John Addington Symonds opened his landmark 1883 book A Problem in Greek Ethics by warning his fellow Victorians, "To ignore paiderastia is to neglect one of the features by which Greek civilisation was most sharply distinguished." Now, 124 years later, the Metropolitan Museum of Art is still guilty of that neglect. Although the cases are full of drawings depicting males together, often nude or half-clad, drinking wine side by side in bed, oiling each other up at the gym, the
display cards never acknowledge the widespread same-sex relationships that other museums tell their visitors were considered "honorable." Whenever Carlos Picón and his fellow
curators have an opportunity with this topic to illuminate and educate, they look away and abandon their visitors to silence. Even when the figures are drawn in isolation, as with the
youth alone on the interior and a girl peering into a jar on the exterior (56.171.61), the display card reads, "The decoration of vases used in symposia (drinking parties) draws liberally on the erotic aspect of these events. Faced with two shirtless men, drinking wine and reclining together on the same
sofa, one’s elbow resting on the other’s thigh, and beside them a third youth whose foot angling in somehow makes a claim on the sofa (14.130.13), the curators have nothing to say about it. In total, their summary reads, "The iconography follows Attic antecedents quite closely. The vases used for drinking, however, probably reflect contemporary local practice." A similar scene of a pair of half-nude older-younger males drinking together, reclining facing each other (96.18.143), inspires only this explanation: "The decoration of the exterior is carefully placed," with more detail about the
cup’s stand aligning with the edge of the sofa. When displaying the image of a naked athlete bending forward while pinching the tip of his penis (14.105.7), the curators may not be answering the questions foremost on viewers' minds by merely listing what can be seen: "The youth shown here has all the gear of an athlete-shoes, a staff, a pick to loosen the ground when it becomes too packed, an aryballos (oil flask), and a himation (cloak) neatly folded over the goalpost." And truly, in 2007, if they are going to refer to a drinking cup drawing as Youth Riding Cock (1981.11.10), showing a smiling teenager astride an enormous rooster, delicately stroking its huge neck sticking up between his legs, it feels disingenuous to say in the description, "The meaning is not evident, but the reference undoubtedly has to do with the cock as a gift of love."

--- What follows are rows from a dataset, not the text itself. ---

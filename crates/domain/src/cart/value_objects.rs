//! Value objects for the cart domain.

use chrono::{DateTime, Utc};
use common::{CartItemId, ProductId, UserId};

use super::{CartError, quantity_in_range};

/// Money amount represented in cents to avoid floating point issues.
#[derive(Debug, Clone, Copy, PartialEq, Eq, PartialOrd, Ord, Hash, Default)]
pub struct Money {
    /// Amount in cents (e.g., 1000 = $10.00)
    cents: i64,
}

impl Money {
    /// Creates a new Money amount from cents.
    pub const fn from_cents(cents: i64) -> Self {
        Self { cents }
    }

    /// Returns zero money.
    pub const fn zero() -> Self {
        Self { cents: 0 }
    }

    /// Returns the amount in cents.
    pub fn cents(&self) -> i64 {
        self.cents
    }

    /// Returns the dollar portion (whole number).
    pub fn dollars(&self) -> i64 {
        self.cents / 100
    }

    /// Returns the cents portion (remainder after dollars).
    pub fn cents_part(&self) -> i64 {
        self.cents.abs() % 100
    }

    /// Returns true if the amount is zero.
    pub fn is_zero(&self) -> bool {
        self.cents == 0
    }

    /// Returns true if the amount is negative.
    pub fn is_negative(&self) -> bool {
        self.cents < 0
    }

    /// Multiplies by a quantity.
    pub fn multiply(&self, quantity: u32) -> Money {
        Money {
            cents: self.cents * i64::from(quantity),
        }
    }

    /// Returns the amount as a decimal number of dollars (e.g. `12.34`).
    ///
    /// Only used for wire output; arithmetic stays in cents.
    pub fn to_decimal(&self) -> f64 {
        self.cents as f64 / 100.0
    }
}

impl std::fmt::Display for Money {
    fn fmt(&self, f: &mut std::fmt::Formatter<'_>) -> std::fmt::Result {
        if self.cents < 0 {
            write!(f, "-${}.{:02}", self.dollars().abs(), self.cents_part())
        } else {
            write!(f, "${}.{:02}", self.dollars(), self.cents_part())
        }
    }
}

impl std::ops::Add for Money {
    type Output = Money;

    fn add(self, rhs: Self) -> Self::Output {
        Money {
            cents: self.cents + rhs.cents,
        }
    }
}

impl std::ops::AddAssign for Money {
    fn add_assign(&mut self, rhs: Self) {
        self.cents += rhs.cents;
    }
}

impl std::iter::Sum for Money {
    fn sum<I: Iterator<Item = Money>>(iter: I) -> Self {
        iter.fold(Money::zero(), |acc, m| acc + m)
    }
}

/// Catalog data for a product as read at access time.
///
/// The cart never mutates it; a fresh copy is joined in on every read.
#[derive(Debug, Clone, PartialEq, Eq)]
pub struct Product {
    pub id: ProductId,
    pub name: String,
    pub description: String,
    /// Unit price, never negative.
    pub price: Money,
    pub category: String,
    pub version: Option<String>,
    pub compatibility: Option<String>,
    pub image_url: Option<String>,
    pub created_at: DateTime<Utc>,
    pub updated_at: DateTime<Utc>,
}

impl Product {
    /// Creates a product with the required catalog fields; optional fields
    /// start empty and both timestamps are set to now.
    pub fn new(
        id: ProductId,
        name: impl Into<String>,
        category: impl Into<String>,
        price: Money,
    ) -> Self {
        let now = Utc::now();
        Self {
            id,
            name: name.into(),
            description: String::new(),
            price,
            category: category.into(),
            version: None,
            compatibility: None,
            image_url: None,
            created_at: now,
            updated_at: now,
        }
    }

    /// Sets the description.
    pub fn with_description(mut self, description: impl Into<String>) -> Self {
        self.description = description.into();
        self
    }

    /// Returns true if the product costs nothing.
    pub fn is_free(&self) -> bool {
        self.price.is_zero()
    }
}

/// One product entry in a user's cart.
#[derive(Debug, Clone, PartialEq, Eq)]
pub struct CartItem {
    /// Assigned by persistence; `None` until stored.
    id: Option<CartItemId>,
    user_id: UserId,
    product: Product,
    /// Always within `MIN_QUANTITY..=MAX_QUANTITY`.
    quantity: u32,
    created_at: DateTime<Utc>,
}

impl CartItem {
    /// Creates a new, not yet persisted, line item.
    pub fn new(user_id: UserId, product: Product, quantity: i64) -> Result<Self, CartError> {
        if !user_id.is_valid() {
            return Err(CartError::InvalidUserId(user_id));
        }

        if !product.id.is_valid() {
            return Err(CartError::InvalidProductId(product.id));
        }

        if !quantity_in_range(quantity) {
            return Err(CartError::InvalidQuantity { quantity });
        }

        Ok(Self {
            id: None,
            user_id,
            product,
            quantity: quantity as u32,
            created_at: Utc::now(),
        })
    }

    /// Rebuilds a line item from a stored row.
    ///
    /// Storage enforces the quantity range with a check constraint, so rows
    /// are trusted here.
    pub fn restore(
        id: CartItemId,
        user_id: UserId,
        product: Product,
        quantity: u32,
        created_at: DateTime<Utc>,
    ) -> Self {
        Self {
            id: Some(id),
            user_id,
            product,
            quantity,
            created_at,
        }
    }

    /// Attaches the id assigned by persistence.
    pub fn with_id(mut self, id: CartItemId) -> Self {
        self.id = Some(id);
        self
    }

    /// Replaces the embedded product snapshot.
    pub fn with_product(mut self, product: Product) -> Self {
        self.product = product;
        self
    }

    /// Sets a new quantity. Out-of-range values leave the item unchanged.
    pub fn update_quantity(&mut self, new_quantity: i64) -> Result<&mut Self, CartError> {
        if !quantity_in_range(new_quantity) {
            return Err(CartError::InvalidQuantity {
                quantity: new_quantity,
            });
        }

        self.quantity = new_quantity as u32;
        Ok(self)
    }

    pub fn id(&self) -> Option<CartItemId> {
        self.id
    }

    pub fn user_id(&self) -> UserId {
        self.user_id
    }

    pub fn product_id(&self) -> ProductId {
        self.product.id
    }

    pub fn product(&self) -> &Product {
        &self.product
    }

    pub fn quantity(&self) -> u32 {
        self.quantity
    }

    pub fn created_at(&self) -> DateTime<Utc> {
        self.created_at
    }

    /// Returns `product.price * quantity`.
    pub fn subtotal(&self) -> Money {
        self.product.price.multiply(self.quantity)
    }
}
//! HTTP API server with observability for the cart service.
//!
//! Provides the authenticated cart endpoints, with structured logging
//! (tracing) and Prometheus metrics.

pub mod auth;
pub mod config;
pub mod error;
pub mod response;
pub mod routes;

use std::sync::Arc;

use axum::Router;
use axum::routing::{delete, get, post, put};
use domain::{CartRepository, CartService, ProductLookup};
use metrics_exporter_prometheus::PrometheusHandle;
use tower_http::cors::{Any, CorsLayer};
use tower_http::trace::TraceLayer;

use auth::Authenticator;
use routes::cart::AppState;

/// Creates the Axum application router with all routes and shared state.
pub fn create_app<R, P>(state: Arc<AppState<R, P>>, metrics_handle: PrometheusHandle) -> Router
where
    R: CartRepository + 'static,
    P: ProductLookup + 'static,
{
    let metrics_router = Router::new()
        .route("/metrics", get(routes::metrics::get))
        .with_state(metrics_handle);

    Router::new()
        .route("/health", get(routes::health::check))
        .route(
            "/api/cart",
            get(routes::cart::get_cart::<R, P>).delete(routes::cart::clear_cart::<R, P>),
        )
        .route("/api/cart/count", get(routes::cart::count::<R, P>))
        .route("/api/cart/items", post(routes::cart::add_item::<R, P>))
        .route(
            "/api/cart/items/{id}",
            put(routes::cart::update_item::<R, P>).delete(routes::cart::remove_item::<R, P>),
        )
        .route(
            "/api/cart/products/{product_id}",
            delete(routes::cart::remove_product::<R, P>),
        )
        .with_state(state)
        .merge(metrics_router)
        .layer(
            CorsLayer::new()
                .allow_origin(Any)
                .allow_methods(Any)
                .allow_headers(Any),
        )
        .layer(TraceLayer::new_for_http())
}

/// Creates the application state from a repository, a product lookup, and
/// the token table.
pub fn create_state<R, P>(
    repository: R,
    products: P,
    authenticator: Authenticator,
) -> Arc<AppState<R, P>>
where
    R: CartRepository,
    P: ProductLookup,
{
    Arc::new(AppState {
        cart_service: CartService::new(repository, products),
        authenticator,
    })
}
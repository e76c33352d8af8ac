//! Gateway bridge boundary
//!
//! Optional uplink toward a pub/sub broker for cloud visibility. The
//! bridge does format translation only: encoded frames go up verbatim,
//! and remote frames injected back through
//! [`crate::session::MeshHandle::inject_remote`] run the identical
//! dedup and relay logic as radio traffic. No routing decisions are
//! made here.

use async_trait::async_trait;
use thiserror::Error;
use tokio::sync::mpsc;

/// Gateway publish failure. Logged by the session, never fatal.
#[derive(Error, Debug)]
pub enum GatewayError {
    #[error("gateway publish failed: {0}")]
    Publish(String),
}

/// Sink for encoded mesh frames heading to an upstream broker.
#[async_trait]
pub trait GatewayBridge: Send {
    async fn publish(&mut self, frame: &[u8]) -> Result<(), GatewayError>;
}

/// Bridge that hands frames to an in-process channel. Stands in for a
/// broker client; also used by the tests.
pub struct ChannelGateway {
    uplink: mpsc::Sender<Vec<u8>>,
}

impl ChannelGateway {
    pub fn new(uplink: mpsc::Sender<Vec<u8>>) -> Self {
        Self { uplink }
    }
}

#[async_trait]
impl GatewayBridge for ChannelGateway {
    async fn publish(&mut self, frame: &[u8]) -> Result<(), GatewayError> {
        self.uplink
            .send(frame.to_vec())
            .await
            .map_err(|_| GatewayError::Publish("uplink closed".to_string()))
    }
}
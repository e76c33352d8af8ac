//! Mesh packet data model
//!
//! A [`MeshPacket`] is the unit of mesh traffic. Its identity for duplicate
//! suppression is the pair `(source, id)`; the id only has to stay unique
//! per origin node for as long as the dedup retention window, so a
//! session-local counter seeded from a random value is sufficient.

use crate::payload::PayloadType;
use serde::{Deserialize, Serialize};
use std::fmt;

/// Node identifier - 4-byte unique ID
#[derive(Clone, Copy, PartialEq, Eq, Hash, Serialize, Deserialize)]
pub struct NodeId([u8; 4]);

impl NodeId {
    /// Broadcast address (all 0xFF): deliver to all, relay until the hop
    /// budget is exhausted.
    pub const BROADCAST: NodeId = NodeId([0xFF, 0xFF, 0xFF, 0xFF]);

    /// Unknown/unset address (all 0x00)
    pub const UNKNOWN: NodeId = NodeId([0x00, 0x00, 0x00, 0x00]);

    /// Create a NodeId from a u32
    pub fn from_u32(value: u32) -> Self {
        NodeId(value.to_be_bytes())
    }

    /// Convert to u32
    pub fn to_u32(&self) -> u32 {
        u32::from_be_bytes(self.0)
    }

    /// Check if this is the broadcast address
    pub fn is_broadcast(&self) -> bool {
        *self == Self::BROADCAST
    }

    /// Check if this is unknown/unset
    pub fn is_unknown(&self) -> bool {
        *self == Self::UNKNOWN
    }
}

impl fmt::Debug for NodeId {
    fn fmt(&self, f: &mut fmt::Formatter<'_>) -> fmt::Result {
        write!(f, "NodeId({self})")
    }
}

impl fmt::Display for NodeId {
    fn fmt(&self, f: &mut fmt::Formatter<'_>) -> fmt::Result {
        write!(
            f,
            "{:02x}{:02x}{:02x}{:02x}",
            self.0[0], self.0[1], self.0[2], self.0[3]
        )
    }
}

/// A unit of mesh traffic.
///
/// Header fields travel on the wire (see [`crate::wire`]); the receive
/// metadata is filled in locally when a frame arrives off the radio.
#[derive(Debug, Clone, PartialEq)]
pub struct MeshPacket {
    /// Packet ID, unique per origin node within the dedup window
    pub id: u32,
    /// Origin node
    pub source: NodeId,
    /// Destination node (BROADCAST for all nodes)
    pub destination: NodeId,
    /// Remaining relay budget, decremented on each re-broadcast
    pub hop_limit: u8,
    /// Original hop budget, carried for hops-traveled accounting
    pub hop_start: u8,
    /// Acknowledgment requested by the sender
    pub want_ack: bool,
    /// Logical channel/key context this packet belongs to
    pub channel_hash: u8,
    /// Payload type discriminator
    pub payload_type: PayloadType,
    /// Opaque application payload
    pub payload: Vec<u8>,
    /// RSSI of the frame this packet arrived in (dBm), receive side only
    pub rx_rssi: Option<f32>,
    /// SNR of the frame this packet arrived in (dB), receive side only
    pub rx_snr: Option<f32>,
}

impl MeshPacket {
    /// Maximum payload size in bytes
    pub const MAX_PAYLOAD_SIZE: usize = 237;

    /// Create a broadcast packet originating at `source`
    pub fn broadcast(
        source: NodeId,
        id: u32,
        payload_type: PayloadType,
        payload: Vec<u8>,
        hop_limit: u8,
        channel_hash: u8,
    ) -> Self {
        Self {
            id,
            source,
            destination: NodeId::BROADCAST,
            hop_limit,
            hop_start: hop_limit,
            want_ack: false,
            channel_hash,
            payload_type,
            payload,
            rx_rssi: None,
            rx_snr: None,
        }
    }

    /// Create a direct (unicast) packet
    pub fn direct(
        source: NodeId,
        destination: NodeId,
        id: u32,
        payload_type: PayloadType,
        payload: Vec<u8>,
        hop_limit: u8,
        channel_hash: u8,
    ) -> Self {
        Self {
            destination,
            ..Self::broadcast(source, id, payload_type, payload, hop_limit, channel_hash)
        }
    }

    /// Identity used for duplicate detection
    pub fn dedup_key(&self) -> (NodeId, u32) {
        (self.source, self.id)
    }

    /// Check if this packet should be delivered to `node` locally
    pub fn is_for(&self, node: NodeId) -> bool {
        self.destination.is_broadcast() || self.destination == node
    }

    /// Hops traveled so far, derived from the hop accounting
    pub fn hops_away(&self) -> u8 {
        self.hop_start.saturating_sub(self.hop_limit)
    }

    /// Decrement hop limit, returns false if already zero
    pub fn decrement_hop_limit(&mut self) -> bool {
        if self.hop_limit > 0 {
            self.hop_limit -= 1;
            true
        } else {
            false
        }
    }

    /// Stamp reception metadata
    pub fn set_rx_metadata(&mut self, rssi: f32, snr: f32) {
        self.rx_rssi = Some(rssi);
        self.rx_snr = Some(snr);
    }
}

One card does state, "The interior shows a man propositioning a youth," (52.11.4) yet the next sentence reverts to such clinical analysis ("The composition is admirable…") that readers may not be sure of the nature of that proposition. (Even the digital description of 09.221.38 highlights that time, "The cup shows the persistence of the theme of men and youths in the last quarter of the fifth century BC.") Yet once again the curators opt to ignore scholarship and erase
homosexuality from public display. Elsewhere, special sideline exhibits explain subjects such as "The World of Dionysos," "Roman Games and Pastimes," "Children in Hellenistic Art," and "Africans in the Hellenistic World." Undoubtedly these are worthy are important topics. Last summer the British Museum devoted an entire exhibit to The Warren Cup, a masterpiece of ancient Roman silverwork depicting two scenes of Hellenistic
male lovers fully engaged in the sexual act, which their display card discussed at length. Dyfri Williams, Keeper of Greek and Roman Antiquities at the museum, wrote a short book on the cup, and he discussed homosexuality throughout, from the flap copy to final page where he mentioned other cultures such as in Han Dynasty China or pre-Meiji Japan that celebrated sex between men.
Giving somindication of the importance the British Museum placed on being able to add same-sex experience to the story of human culture, they paid 1.8 million pounds for The Warren Cup in 1999.